With the concentration of 0.1M, there was a large increase in the mass, of about 19.5%. This shows
that the solution was hypotonic and had a higher water potential than the potato cell. Hence water
diffused into the cell. With higher concentrations of 0.2M and 0.3M, there was a lower increase in the
mass (12.1% and 5.78%), showing that the solutions were less hypotonic. It is thus evident from the
results that when the potato cylinder is in a hypotonic solution, there is endosmosis leading to increase
in mass and turgidity.
As the concentration further increased, there was a negative change in the mass, or a percentage
decrease in the mass of the potato. This shows that the solutions above 0.4M were hypertonic, or
more concentrated than the potato cell. Hence water diffuses out of the potato cell, resulting in a fall
in mass and turgidity. Thus it is evident that in a hypertonic solution, the potato cells lose water and
exosmosis takes place resulting in the potato cells becoming flaccid.

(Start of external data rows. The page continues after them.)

//! Utility functions shared by the style engine and the animated graph.

use std::cell::RefCell;
use std::collections::HashSet;

/// Current wall-clock time in milliseconds.
///
/// On native platforms, uses `SystemTime::now()`.
/// On WASM, uses `js_sys::Date::now()`.
#[cfg(not(all(target_arch = "wasm32", feature = "wasm")))]
pub fn now_ms() -> f64 {
    use std::time::{SystemTime, UNIX_EPOCH};
    SystemTime::now()
        .duration_since(UNIX_EPOCH)
        .map(|d| d.as_secs_f64() * 1000.0)
        .unwrap_or(0.0)
}

#[cfg(all(target_arch = "wasm32", feature = "wasm"))]
pub fn now_ms() -> f64 {
    js_sys::Date::now()
}

thread_local! {
    static WARNED: RefCell<HashSet<String>> = RefCell::new(HashSet::new());
}

/// Emit a warning the first time `key` is seen on this thread.
///
/// Style resolution and animation evaluation run on every render or frame,
/// so lenient-degradation diagnostics go through here to avoid log spam.
pub(crate) fn warn_once(key: &str, message: impl FnOnce() -> String) {
    let first = WARNED.with(|warned| warned.borrow_mut().insert(key.to_string()));
    if first {
        log::warn!("{}", message());
    }
}

/// Format a number the way `Number.prototype.toString` does for CSS output.
///
/// Integral values print without a fraction, `-0` prints as `0`, and everything
/// else uses the shortest representation that round-trips.
pub fn format_number(value: f64) -> String {
    if value.is_nan() {
        return "NaN".to_string();
    }
    if value.is_infinite() {
        return if value > 0.0 { "Infinity" } else { "-Infinity" }.to_string();
    }
    if value == 0.0 {
        return "0".to_string();
    }
    if value.fract() == 0.0 && value.abs() < 1e21 {
        return format!("{}", value as i64);
    }
    format!("{}", value)
}

/// Convert a camelCase style property into its hyphenated CSS name.
///
/// Custom properties (`--foo`) are returned unchanged and a leading `ms`
/// vendor prefix becomes `-ms-`.
pub fn hyphenate(property: &str) -> String {
    if property.starts_with("--") {
        return property.to_string();
    }

    let mut out = String::with_capacity(property.len() + 4);
    for ch in property.chars() {
        if ch.is_ascii_uppercase() {
            out.push('-');
            out.push(ch.to_ascii_lowercase());
        } else {
            out.push(ch);
        }
    }

    if out.starts_with("ms-") {
        out.insert(0, '-');
    }
    out
}

/// Split a CSS value into its top-level space separated components.
///
/// Whitespace inside parentheses (`rgba(0, 0, 0, 0.5)`) does not split.
pub fn split_components(value: &str) -> Vec<&str> {
    let mut parts = Vec::new();
    let mut depth = 0usize;
    let mut start: Option<usize> = None;

    for (i, ch) in value.char_indices() {
        match ch {
            '(' => {
                depth += 1;
                start.get_or_insert(i);
            }
            ')' => {
                depth = depth.saturating_sub(1);
            }
            c if c.is_whitespace() && depth == 0 => {
                if let Some(s) = start.take() {
                    parts.push(&value[s..i]);
                }
            }
            _ => {
                start.get_or_insert(i);
            }
        }
    }

    if let Some(s) = start {
        parts.push(&value[s..]);
    }
    parts
}

// ============================================================================
// Content hashing
// ============================================================================

const MURMUR_M: u32 = 0x5bd1_e995;

/// MurmurHash2 (32-bit) over the low byte of each UTF-16 code unit.
///
/// This matches the hash used by browser-side atomic CSS generators, so
/// identifiers produced here line up with server-rendered markup from them.
pub fn murmurhash2(input: &str, seed: u32) -> u32 {
    let data: Vec<u32> = input.encode_utf16().map(|c| (c & 0xff) as u32).collect();
    let mut len = data.len();
    let mut h = seed ^ (len as u32);
    let mut i = 0;

    while len >= 4 {
        let mut k = data[i] | (data[i + 1] << 8) | (data[i + 2] << 16) | (data[i + 3] << 24);
        k = k.wrapping_mul(MURMUR_M);
        k ^= k >> 24;
        k = k.wrapping_mul(MURMUR_M);
        h = h.wrapping_mul(MURMUR_M) ^ k;
        len -= 4;
        i += 4;
    }

    if len >= 3 {
        h ^= data[i + 2] << 16;
    }
    if len >= 2 {
        h ^= data[i + 1] << 8;
    }
    if len >= 1 {
        h ^= data[i];
        h = h.wrapping_mul(MURMUR_M);
    }

    h ^= h >> 13;
    h = h.wrapping_mul(MURMUR_M);
    h ^= h >> 15;
    h
}

/// Render a value in base 36 using lowercase digits.
pub fn to_base36(mut value: u32) -> String {
    const DIGITS: &[u8; 36] = b"0123456789abcdefghijklmnopqrstuvwxyz";
    if value == 0 {
        return "0".to_string();
    }
    let mut buf = Vec::with_capacity(7);
    while value > 0 {
        buf.push(DIGITS[(value % 36) as usize]);
        value /= 36;
    }
    buf.reverse();
    String::from_utf8(buf).unwrap_or_default()
}

/// Hash a string into a short base-36 token.
pub fn hash(input: &str) -> String {
    to_base36(murmurhash2(input, 1))
}

#[cfg(test)]
mod tests {
    use super::*;

    #[test]
    fn test_format_number() {
        assert_eq!(format_number(10.0), "10");
        assert_eq!(format_number(-0.0), "0");
        assert_eq!(format_number(0.5), "0.5");
        assert_eq!(format_number(-12.25), "-12.25");
        assert_eq!(format_number(f64::INFINITY), "Infinity");
    }

    #[test]
    fn test_hyphenate() {
        assert_eq!(hyphenate("marginLeft"), "margin-left");
        assert_eq!(hyphenate("borderTopLeftRadius"), "border-top-left-radius");
        assert_eq!(hyphenate("msTransform"), "-ms-transform");
        assert_eq!(hyphenate("--custom-prop"), "--custom-prop");
        assert_eq!(hyphenate("color"), "color");
    }

    #[test]
    fn test_split_components() {
        assert_eq!(split_components("1px solid red"), vec!["1px", "solid", "red"]);
        assert_eq!(
            split_components("  2px   rgba(0, 0, 0, 0.5) "),
            vec!["2px", "rgba(0, 0, 0, 0.5)"]
        );
        assert!(split_components("   ").is_empty());
    }

    #[test]
    fn test_hash_is_stable() {
        assert_eq!(hash("marginLeft10px"), hash("marginLeft10px"));
        assert_ne!(hash("marginLeft10px"), hash("marginLeft11px"));
        assert_eq!(to_base36(35), "z");
        assert_eq!(to_base36(36), "10");
    }

    #[test]
    fn test_murmurhash2_tail_lengths() {
        // Each tail length takes a different branch; all must differ.
        let hashes: HashSet<u32> = ["a", "ab", "abc", "abcd", "abcde"]
            .iter()
            .map(|s| murmurhash2(s, 1))
            .collect();
        assert_eq!(hashes.len(), 5);
    }
}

From the graph one can see that the isotonic point of the potato was obtained as 0.33M. This is an
isotonic concentration, where there is no net movement of water thus there is no change in the mass
of the potato. This is the point where the line of best fit cuts the x- axis, as there is a 0% change in the
mass of the potato.
It is also evident from the line of best fit that there are no major anomalies in the results, as most of
values are close to the line of best fit. The standard deviation is also low for all the results, showing
that the results were fairly precise.
Percentage error:
Literature value of isotonic point of potato = 0.25M (source
- Experimental value = 0.33M
% Error:
0.33-0.25/0.25 * 100 = 32%
Conclusion:
It can be concluded from the above results and graph that the isotonic point of potato from this
experiment is 0.33 moles/dm3 with an error of ±32% (when compared to the literature value). This is
the concentration where there is no net diffusion of water between the potato cylinders or the sodium
chloride solution, as the concentration in the potato cells is equal to the concentration of the solution
(0.33 moles as per these results). Since the concentrations are equal, there is no concentration
gradient and thus even though water molecules move through the partially permeable membrane of
the potato cells there is no net movement of water. At concentrations above the isotonic point of the
potato, the concentration of sodium chloride inside the cells is lower than the concentration outside
cells. As a result, there is a concentration gradient and thus water moves from a region of a high water
potential to
a region of low water potential. The effect is that water diffuses out of the potato cells, thus leading to
a decrease in the mass of these cells. However at lower concentrations of the salt solution, the water
potential outside the potato cells is greater than that inside the potato cells (which has a comparatively
higher concentration of sodium chloride ions). Water thus diffuses into the potato cells down the
concentration gradient, leading to an increase in the mass of the potato cells. Thus there is an inverse
relationship between the concentration of the solution and the percentage increase in the mass of the
potato cells – as the solution becomes more concentrated, the percentage increase in the mass of the
potato significantly decreases as there is a change from net movement of water into the potato cells to
net movement of water outside the potato cells.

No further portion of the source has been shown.